### TASK
Show only those lines of the entries where the string "bool" is found.

### DATA PROVIDED
------------
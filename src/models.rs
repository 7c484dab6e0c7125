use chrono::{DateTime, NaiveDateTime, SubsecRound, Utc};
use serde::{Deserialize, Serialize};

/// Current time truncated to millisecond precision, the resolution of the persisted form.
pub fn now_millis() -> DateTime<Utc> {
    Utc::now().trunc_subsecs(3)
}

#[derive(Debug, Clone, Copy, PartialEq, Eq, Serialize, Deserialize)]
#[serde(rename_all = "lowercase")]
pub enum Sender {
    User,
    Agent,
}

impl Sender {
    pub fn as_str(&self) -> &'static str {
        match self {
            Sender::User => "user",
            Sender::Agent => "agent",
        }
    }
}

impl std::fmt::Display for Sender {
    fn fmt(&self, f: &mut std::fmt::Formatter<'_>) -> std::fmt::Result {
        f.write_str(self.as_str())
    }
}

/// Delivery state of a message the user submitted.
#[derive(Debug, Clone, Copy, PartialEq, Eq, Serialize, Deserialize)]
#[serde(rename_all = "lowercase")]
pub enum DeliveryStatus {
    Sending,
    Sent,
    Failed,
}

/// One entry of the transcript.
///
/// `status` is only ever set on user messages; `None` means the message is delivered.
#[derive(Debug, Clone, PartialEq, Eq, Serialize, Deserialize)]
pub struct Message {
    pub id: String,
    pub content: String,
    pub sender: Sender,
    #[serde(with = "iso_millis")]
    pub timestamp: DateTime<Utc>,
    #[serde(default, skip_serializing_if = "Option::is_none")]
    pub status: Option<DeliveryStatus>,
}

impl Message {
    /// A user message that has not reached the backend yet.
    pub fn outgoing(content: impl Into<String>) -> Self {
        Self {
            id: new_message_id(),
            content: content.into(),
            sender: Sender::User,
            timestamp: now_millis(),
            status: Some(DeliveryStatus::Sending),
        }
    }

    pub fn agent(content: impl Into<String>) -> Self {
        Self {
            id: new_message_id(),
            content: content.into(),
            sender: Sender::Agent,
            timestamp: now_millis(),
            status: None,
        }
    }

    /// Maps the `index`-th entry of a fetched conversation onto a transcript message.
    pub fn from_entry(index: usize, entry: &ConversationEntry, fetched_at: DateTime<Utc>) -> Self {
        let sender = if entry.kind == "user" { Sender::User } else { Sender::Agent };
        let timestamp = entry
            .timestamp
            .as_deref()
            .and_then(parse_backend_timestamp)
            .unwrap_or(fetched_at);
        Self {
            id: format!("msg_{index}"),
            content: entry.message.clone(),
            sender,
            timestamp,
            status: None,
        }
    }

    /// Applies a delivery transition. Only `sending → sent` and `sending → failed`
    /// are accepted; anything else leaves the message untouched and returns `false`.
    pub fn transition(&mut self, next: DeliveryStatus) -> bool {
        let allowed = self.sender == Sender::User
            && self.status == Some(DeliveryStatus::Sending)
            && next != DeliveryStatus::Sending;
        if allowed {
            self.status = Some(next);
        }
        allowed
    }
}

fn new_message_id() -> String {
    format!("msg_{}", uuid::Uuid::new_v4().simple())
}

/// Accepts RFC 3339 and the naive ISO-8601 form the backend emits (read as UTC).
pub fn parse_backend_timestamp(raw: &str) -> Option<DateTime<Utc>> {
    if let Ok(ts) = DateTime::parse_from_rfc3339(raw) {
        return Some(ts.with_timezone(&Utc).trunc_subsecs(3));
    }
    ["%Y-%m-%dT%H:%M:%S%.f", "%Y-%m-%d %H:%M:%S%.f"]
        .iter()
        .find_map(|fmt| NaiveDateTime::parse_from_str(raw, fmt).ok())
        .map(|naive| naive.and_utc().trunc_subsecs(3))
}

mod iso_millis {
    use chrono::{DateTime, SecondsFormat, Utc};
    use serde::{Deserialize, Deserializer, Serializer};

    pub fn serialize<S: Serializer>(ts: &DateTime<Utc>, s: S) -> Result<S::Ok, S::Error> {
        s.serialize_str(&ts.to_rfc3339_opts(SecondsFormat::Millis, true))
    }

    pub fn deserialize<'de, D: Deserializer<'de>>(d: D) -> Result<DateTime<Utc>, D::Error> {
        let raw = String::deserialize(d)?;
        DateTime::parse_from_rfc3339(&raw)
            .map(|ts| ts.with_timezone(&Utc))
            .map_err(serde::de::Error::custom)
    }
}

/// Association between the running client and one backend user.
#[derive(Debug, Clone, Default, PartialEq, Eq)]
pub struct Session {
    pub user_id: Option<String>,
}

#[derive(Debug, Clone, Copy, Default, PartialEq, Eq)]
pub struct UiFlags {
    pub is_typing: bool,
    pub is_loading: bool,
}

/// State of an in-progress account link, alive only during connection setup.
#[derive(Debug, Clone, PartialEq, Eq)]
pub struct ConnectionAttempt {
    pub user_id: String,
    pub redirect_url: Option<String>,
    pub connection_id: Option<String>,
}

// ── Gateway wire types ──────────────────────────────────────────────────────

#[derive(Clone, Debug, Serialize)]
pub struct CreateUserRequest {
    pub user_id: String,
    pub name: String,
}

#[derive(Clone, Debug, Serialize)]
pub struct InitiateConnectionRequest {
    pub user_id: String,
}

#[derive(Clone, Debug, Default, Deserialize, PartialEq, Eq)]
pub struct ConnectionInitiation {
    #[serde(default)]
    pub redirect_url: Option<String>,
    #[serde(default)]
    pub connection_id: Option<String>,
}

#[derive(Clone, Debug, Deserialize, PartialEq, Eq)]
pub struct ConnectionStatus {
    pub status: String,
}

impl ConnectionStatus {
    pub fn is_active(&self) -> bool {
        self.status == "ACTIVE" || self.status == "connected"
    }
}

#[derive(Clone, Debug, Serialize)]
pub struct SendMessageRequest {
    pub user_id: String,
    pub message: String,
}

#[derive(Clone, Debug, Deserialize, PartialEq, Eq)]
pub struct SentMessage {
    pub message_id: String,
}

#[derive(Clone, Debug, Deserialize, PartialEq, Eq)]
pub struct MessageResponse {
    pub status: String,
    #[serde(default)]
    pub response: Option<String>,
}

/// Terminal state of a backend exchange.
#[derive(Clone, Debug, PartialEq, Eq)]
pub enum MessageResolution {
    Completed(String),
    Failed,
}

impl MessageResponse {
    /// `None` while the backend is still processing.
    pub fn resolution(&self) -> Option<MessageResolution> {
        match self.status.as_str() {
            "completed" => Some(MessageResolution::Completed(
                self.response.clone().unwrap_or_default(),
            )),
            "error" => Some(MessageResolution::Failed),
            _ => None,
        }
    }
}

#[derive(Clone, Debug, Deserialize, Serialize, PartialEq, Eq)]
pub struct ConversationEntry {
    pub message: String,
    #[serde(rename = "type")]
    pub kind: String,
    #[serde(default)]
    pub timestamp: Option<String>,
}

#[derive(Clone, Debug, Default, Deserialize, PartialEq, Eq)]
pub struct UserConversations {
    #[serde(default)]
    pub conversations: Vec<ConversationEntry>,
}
------------
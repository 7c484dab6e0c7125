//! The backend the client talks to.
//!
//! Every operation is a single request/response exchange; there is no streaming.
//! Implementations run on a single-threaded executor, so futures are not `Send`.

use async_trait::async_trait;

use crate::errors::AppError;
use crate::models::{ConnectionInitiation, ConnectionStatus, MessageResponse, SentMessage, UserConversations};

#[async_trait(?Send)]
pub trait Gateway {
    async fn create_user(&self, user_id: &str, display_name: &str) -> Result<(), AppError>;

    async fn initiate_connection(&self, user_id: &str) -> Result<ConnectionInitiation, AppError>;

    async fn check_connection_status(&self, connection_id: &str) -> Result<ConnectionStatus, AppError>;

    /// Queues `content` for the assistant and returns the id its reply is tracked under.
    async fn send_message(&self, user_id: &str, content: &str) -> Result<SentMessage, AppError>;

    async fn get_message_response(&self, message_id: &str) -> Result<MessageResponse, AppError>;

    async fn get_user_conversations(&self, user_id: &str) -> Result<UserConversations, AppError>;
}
------------
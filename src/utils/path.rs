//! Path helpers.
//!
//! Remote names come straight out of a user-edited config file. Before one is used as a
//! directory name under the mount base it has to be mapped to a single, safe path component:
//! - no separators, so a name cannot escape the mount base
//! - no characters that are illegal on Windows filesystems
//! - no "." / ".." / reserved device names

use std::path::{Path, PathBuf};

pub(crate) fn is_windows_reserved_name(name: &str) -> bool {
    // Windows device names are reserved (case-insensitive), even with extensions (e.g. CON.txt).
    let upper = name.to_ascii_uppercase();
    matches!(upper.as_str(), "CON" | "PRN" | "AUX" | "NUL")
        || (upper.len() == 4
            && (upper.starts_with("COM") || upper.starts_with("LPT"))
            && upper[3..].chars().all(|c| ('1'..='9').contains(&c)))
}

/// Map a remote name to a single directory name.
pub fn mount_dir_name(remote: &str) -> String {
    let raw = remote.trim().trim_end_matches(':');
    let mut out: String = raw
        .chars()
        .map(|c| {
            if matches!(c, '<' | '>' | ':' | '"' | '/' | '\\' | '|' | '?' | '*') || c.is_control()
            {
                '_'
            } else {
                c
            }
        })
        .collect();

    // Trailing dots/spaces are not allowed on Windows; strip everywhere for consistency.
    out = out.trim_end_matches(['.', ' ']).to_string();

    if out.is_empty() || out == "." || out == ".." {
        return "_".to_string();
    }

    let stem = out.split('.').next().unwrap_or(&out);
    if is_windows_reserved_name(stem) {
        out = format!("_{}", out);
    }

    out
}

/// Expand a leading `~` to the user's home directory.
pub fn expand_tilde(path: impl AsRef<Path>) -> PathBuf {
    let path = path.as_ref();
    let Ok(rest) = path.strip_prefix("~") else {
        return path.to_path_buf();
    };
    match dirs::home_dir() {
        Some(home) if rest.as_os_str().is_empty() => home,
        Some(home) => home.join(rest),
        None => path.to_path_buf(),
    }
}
------------
### EXERCISE RESULT
    pub fn transition(&mut self, next: DeliveryStatus) -> bool {
    pub is_typing: bool,
    pub is_loading: bool,
    pub fn is_active(&self) -> bool {
pub(crate) fn is_windows_reserved_name(name: &str) -> bool {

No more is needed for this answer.